Working data —

//! Source blocks: per-position profile annotations.
//!
//! A source block carries one optional `(value, appear100)` pair per
//! interaction. Blocks coalesced onto the same IR position form a
//! singly-linked chain whose order survives cloning and serialization.

use crate::shared::models::method::MethodId;
use serde::{Deserialize, Serialize};
use std::cmp::Ordering;

/// One interaction's profile entry: coverage value plus appearance percent
/// (fraction of profiled runs the block was seen executing, in `[0, 100]`).
#[derive(Debug, Clone, Copy, PartialEq, Serialize, Deserialize)]
pub struct SbValue {
    pub value: f32,
    pub appear100: f32,
}

impl SbValue {
    pub fn new(value: f32, appear100: f32) -> Self {
        Self { value, appear100 }
    }

    pub const ZERO: SbValue = SbValue {
        value: 0.0,
        appear100: 0.0,
    };
}

/// A source block attached to an IR position.
///
/// `vals.len()` equals the process-wide interaction count and is identical
/// for every source block in a run. `id` is unique within `owner`.
#[derive(Debug, Clone, PartialEq)]
pub struct SourceBlock {
    pub owner: MethodId,
    pub id: u32,
    pub vals: Vec<Option<SbValue>>,
    /// Chain of coalesced source blocks sharing this IR position.
    pub next: Option<Box<SourceBlock>>,
}

impl SourceBlock {
    pub fn new(owner: MethodId, id: u32, vals: Vec<Option<SbValue>>) -> Self {
        Self {
            owner,
            id,
            vals,
            next: None,
        }
    }

    pub fn info(&self) -> SourceBlockInfo {
        SourceBlockInfo {
            owner: self.owner.clone(),
            id: self.id,
        }
    }

    /// Iterate this block and its chain in IR order.
    pub fn chain(&self) -> ChainIter<'_> {
        ChainIter { cur: Some(self) }
    }

    pub fn chain_len(&self) -> usize {
        self.chain().count()
    }

    /// Last element of the chain.
    pub fn chain_last(&self) -> &SourceBlock {
        let mut cur = self;
        while let Some(next) = cur.next.as_deref() {
            cur = next;
        }
        cur
    }

    /// Append `other`'s chain after this one, preserving IR order
    /// (coalescing two adjacent IR entries concatenates their chains).
    pub fn append_chain(&mut self, other: SourceBlock) {
        let mut cur = self;
        while cur.next.is_some() {
            cur = cur.next.as_deref_mut().unwrap();
        }
        cur.next = Some(Box::new(other));
    }

    /// Max `value` across interactions, ignoring unprofiled entries.
    pub fn max_value(&self) -> Option<f32> {
        self.vals
            .iter()
            .flatten()
            .map(|v| v.value)
            .max_by(|a, b| a.partial_cmp(b).unwrap_or(Ordering::Equal))
    }

    /// Whether any interaction recorded a strictly positive value.
    pub fn is_hot(&self) -> bool {
        self.max_value().is_some_and(|v| v > 0.0)
    }
}

pub struct ChainIter<'a> {
    cur: Option<&'a SourceBlock>,
}

impl<'a> Iterator for ChainIter<'a> {
    type Item = &'a SourceBlock;

    fn next(&mut self) -> Option<Self::Item> {
        let cur = self.cur?;
        self.cur = cur.next.as_deref();
        Some(cur)
    }
}

/// Identity of a source block across the whole run: `(owner, id)`.
///
/// The total order is lexicographic on the deterministic method comparator
/// and then the id, so sorted listings are stable across runs.
#[derive(Debug, Clone, PartialEq, Eq, Hash)]
pub struct SourceBlockInfo {
    pub owner: MethodId,
    pub id: u32,
}

impl SourceBlockInfo {
    pub fn new(owner: MethodId, id: u32) -> Self {
        Self { owner, id }
    }
}

impl PartialOrd for SourceBlockInfo {
    fn partial_cmp(&self, other: &Self) -> Option<Ordering> {
        Some(self.cmp(other))
    }
}

impl Ord for SourceBlockInfo {
    fn cmp(&self, other: &Self) -> Ordering {
        self.owner
            .cmp(&other.owner)
            .then_with(|| self.id.cmp(&other.id))
    }
}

What needs to be done — All the lines above should appear again in the answer, exactly as written.

Response area —
//! Source blocks: per-position profile annotations.
//!
//! A source block carries one optional `(value, appear100)` pair per
//! interaction. Blocks coalesced onto the same IR position form a
//! singly-linked chain whose order survives cloning and serialization.

use crate::shared::models::method::MethodId;
use serde::{Deserialize, Serialize};
use std::cmp::Ordering;

/// One interaction's profile entry: coverage value plus appearance percent
/// (fraction of profiled runs the block was seen executing, in `[0, 100]`).
#[derive(Debug, Clone, Copy, PartialEq, Serialize, Deserialize)]
pub struct SbValue {
    pub value: f32,
    pub appear100: f32,
}

impl SbValue {
    pub fn new(value: f32, appear100: f32) -> Self {
        Self { value, appear100 }
    }

    pub const ZERO: SbValue = SbValue {
        value: 0.0,
        appear100: 0.0,
    };
}

/// A source block attached to an IR position.
///
/// `vals.len()` equals the process-wide interaction count and is identical
/// for every source block in a run. `id` is unique within `owner`.
#[derive(Debug, Clone, PartialEq)]
pub struct SourceBlock {
    pub owner: MethodId,
    pub id: u32,
    pub vals: Vec<Option<SbValue>>,
    /// Chain of coalesced source blocks sharing this IR position.
    pub next: Option<Box<SourceBlock>>,
}

impl SourceBlock {
    pub fn new(owner: MethodId, id: u32, vals: Vec<Option<SbValue>>) -> Self {
        Self {
            owner,
            id,
            vals,
            next: None,
        }
    }

    pub fn info(&self) -> SourceBlockInfo {
        SourceBlockInfo {
            owner: self.owner.clone(),
            id: self.id,
        }
    }

    /// Iterate this block and its chain in IR order.
    pub fn chain(&self) -> ChainIter<'_> {
        ChainIter { cur: Some(self) }
    }

    pub fn chain_len(&self) -> usize {
        self.chain().count()
    }

    /// Last element of the chain.
    pub fn chain_last(&self) -> &SourceBlock {
        let mut cur = self;
        while let Some(next) = cur.next.as_deref() {
            cur = next;
        }
        cur
    }

    /// Append `other`'s chain after this one, preserving IR order
    /// (coalescing two adjacent IR entries concatenates their chains).
    pub fn append_chain(&mut self, other: SourceBlock) {
        let mut cur = self;
        while cur.next.is_some() {
            cur = cur.next.as_deref_mut().unwrap();
        }
        cur.next = Some(Box::new(other));
    }

    /// Max `value` across interactions, ignoring unprofiled entries.
    pub fn max_value(&self) -> Option<f32> {
        self.vals
            .iter()
            .flatten()
            .map(|v| v.value)
            .max_by(|a, b| a.partial_cmp(b).unwrap_or(Ordering::Equal))
    }

    /// Whether any interaction recorded a strictly positive value.
    pub fn is_hot(&self) -> bool {
        self.max_value().is_some_and(|v| v > 0.0)
    }
}

pub struct ChainIter<'a> {
    cur: Option<&'a SourceBlock>,
}

impl<'a> Iterator for ChainIter<'a> {
    type Item = &'a SourceBlock;

    fn next(&mut self) -> Option<Self::Item> {
        let cur = self.cur?;
        self.cur = cur.next.as_deref();
        Some(cur)
    }
}

/// Identity of a source block across the whole run: `(owner, id)`.
///
/// The total order is lexicographic on the deterministic method comparator
/// and then the id, so sorted listings are stable across runs.
#[derive(Debug, Clone, PartialEq, Eq, Hash)]
pub struct SourceBlockInfo {
    pub owner: MethodId,
    pub id: u32,
}

impl SourceBlockInfo {
    pub fn new(owner: MethodId, id: u32) -> Self {
        Self { owner, id }
    }
}

impl PartialOrd for SourceBlockInfo {
    fn partial_cmp(&self, other: &Self) -> Option<Ordering> {
        Some(self.cmp(other))
    }
}

impl Ord for SourceBlockInfo {
    fn cmp(&self, other: &Self) -> Ordering {
        self.owner
            .cmp(&other.owner)
            .then_with(|| self.id.cmp(&other.id))
    }
}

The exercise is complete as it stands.